WHAT IS BEING ASKED:
Across the entries below, please work out how many lines contain the string "serde" and give only the number.

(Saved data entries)
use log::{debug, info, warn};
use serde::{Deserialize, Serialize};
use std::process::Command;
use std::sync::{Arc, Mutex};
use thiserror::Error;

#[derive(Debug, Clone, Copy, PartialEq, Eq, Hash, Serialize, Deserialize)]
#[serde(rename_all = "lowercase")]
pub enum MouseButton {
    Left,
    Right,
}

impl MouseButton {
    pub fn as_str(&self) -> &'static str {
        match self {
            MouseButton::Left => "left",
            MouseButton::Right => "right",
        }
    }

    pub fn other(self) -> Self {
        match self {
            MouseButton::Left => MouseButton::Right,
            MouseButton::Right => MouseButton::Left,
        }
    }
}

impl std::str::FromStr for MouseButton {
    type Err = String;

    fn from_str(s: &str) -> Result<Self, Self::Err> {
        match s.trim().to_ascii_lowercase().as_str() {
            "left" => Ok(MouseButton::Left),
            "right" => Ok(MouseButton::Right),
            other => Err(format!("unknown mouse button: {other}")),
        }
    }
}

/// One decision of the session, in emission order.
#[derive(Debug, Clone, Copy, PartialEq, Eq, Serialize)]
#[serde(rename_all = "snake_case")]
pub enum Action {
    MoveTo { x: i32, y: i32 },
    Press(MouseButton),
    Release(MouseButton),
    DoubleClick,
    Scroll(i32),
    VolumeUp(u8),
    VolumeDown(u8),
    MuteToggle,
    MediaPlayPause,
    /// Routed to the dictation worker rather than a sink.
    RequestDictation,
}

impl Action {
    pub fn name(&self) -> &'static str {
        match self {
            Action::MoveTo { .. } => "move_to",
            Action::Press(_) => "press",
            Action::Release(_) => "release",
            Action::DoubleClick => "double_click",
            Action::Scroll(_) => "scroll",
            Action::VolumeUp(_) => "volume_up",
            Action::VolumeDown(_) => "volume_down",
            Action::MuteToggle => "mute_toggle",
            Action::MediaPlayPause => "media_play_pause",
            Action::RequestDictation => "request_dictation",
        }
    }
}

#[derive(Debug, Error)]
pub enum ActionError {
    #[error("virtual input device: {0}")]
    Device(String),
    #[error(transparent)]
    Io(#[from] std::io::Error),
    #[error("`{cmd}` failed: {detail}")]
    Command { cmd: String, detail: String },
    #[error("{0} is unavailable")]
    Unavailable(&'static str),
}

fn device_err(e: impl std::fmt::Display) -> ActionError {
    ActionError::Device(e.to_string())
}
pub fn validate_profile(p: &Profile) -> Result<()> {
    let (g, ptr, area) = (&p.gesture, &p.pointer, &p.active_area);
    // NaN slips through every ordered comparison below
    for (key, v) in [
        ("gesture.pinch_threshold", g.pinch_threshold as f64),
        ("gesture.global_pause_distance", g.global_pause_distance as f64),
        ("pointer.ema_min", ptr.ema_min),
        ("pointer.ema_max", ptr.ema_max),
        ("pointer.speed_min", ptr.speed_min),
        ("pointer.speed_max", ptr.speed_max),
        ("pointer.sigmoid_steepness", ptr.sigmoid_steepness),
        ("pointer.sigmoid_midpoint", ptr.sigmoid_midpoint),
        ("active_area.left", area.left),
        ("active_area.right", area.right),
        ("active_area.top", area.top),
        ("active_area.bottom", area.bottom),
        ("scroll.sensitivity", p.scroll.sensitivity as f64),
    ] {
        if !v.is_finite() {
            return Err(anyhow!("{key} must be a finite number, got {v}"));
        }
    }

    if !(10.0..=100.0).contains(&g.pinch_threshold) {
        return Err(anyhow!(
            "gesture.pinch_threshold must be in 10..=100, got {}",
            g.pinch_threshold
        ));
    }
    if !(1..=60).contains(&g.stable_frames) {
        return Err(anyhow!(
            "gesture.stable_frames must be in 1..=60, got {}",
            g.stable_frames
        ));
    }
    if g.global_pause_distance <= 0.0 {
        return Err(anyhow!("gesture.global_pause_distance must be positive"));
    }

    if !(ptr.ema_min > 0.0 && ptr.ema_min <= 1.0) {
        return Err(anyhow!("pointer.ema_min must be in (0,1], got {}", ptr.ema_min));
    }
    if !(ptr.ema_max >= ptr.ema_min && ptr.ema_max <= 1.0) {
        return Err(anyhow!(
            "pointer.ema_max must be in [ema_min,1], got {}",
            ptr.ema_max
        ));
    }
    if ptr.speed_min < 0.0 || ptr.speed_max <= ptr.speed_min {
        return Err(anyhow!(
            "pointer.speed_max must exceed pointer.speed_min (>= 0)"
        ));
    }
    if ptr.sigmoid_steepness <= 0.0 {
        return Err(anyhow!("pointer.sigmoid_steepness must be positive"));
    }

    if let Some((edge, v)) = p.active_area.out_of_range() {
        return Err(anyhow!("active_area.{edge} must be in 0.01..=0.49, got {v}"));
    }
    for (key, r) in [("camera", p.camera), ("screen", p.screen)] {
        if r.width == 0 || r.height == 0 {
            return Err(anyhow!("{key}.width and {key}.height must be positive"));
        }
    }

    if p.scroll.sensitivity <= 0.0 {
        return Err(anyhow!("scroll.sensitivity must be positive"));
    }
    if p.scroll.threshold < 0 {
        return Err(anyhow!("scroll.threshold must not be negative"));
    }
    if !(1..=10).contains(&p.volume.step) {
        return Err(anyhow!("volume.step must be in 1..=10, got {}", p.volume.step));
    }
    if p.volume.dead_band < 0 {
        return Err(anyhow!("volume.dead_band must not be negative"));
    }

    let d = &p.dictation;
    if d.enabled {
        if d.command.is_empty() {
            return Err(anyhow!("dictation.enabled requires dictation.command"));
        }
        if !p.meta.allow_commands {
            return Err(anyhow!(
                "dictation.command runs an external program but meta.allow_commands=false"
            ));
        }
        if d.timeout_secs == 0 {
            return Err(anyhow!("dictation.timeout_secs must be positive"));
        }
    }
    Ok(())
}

EXPECTED ANSWER:
3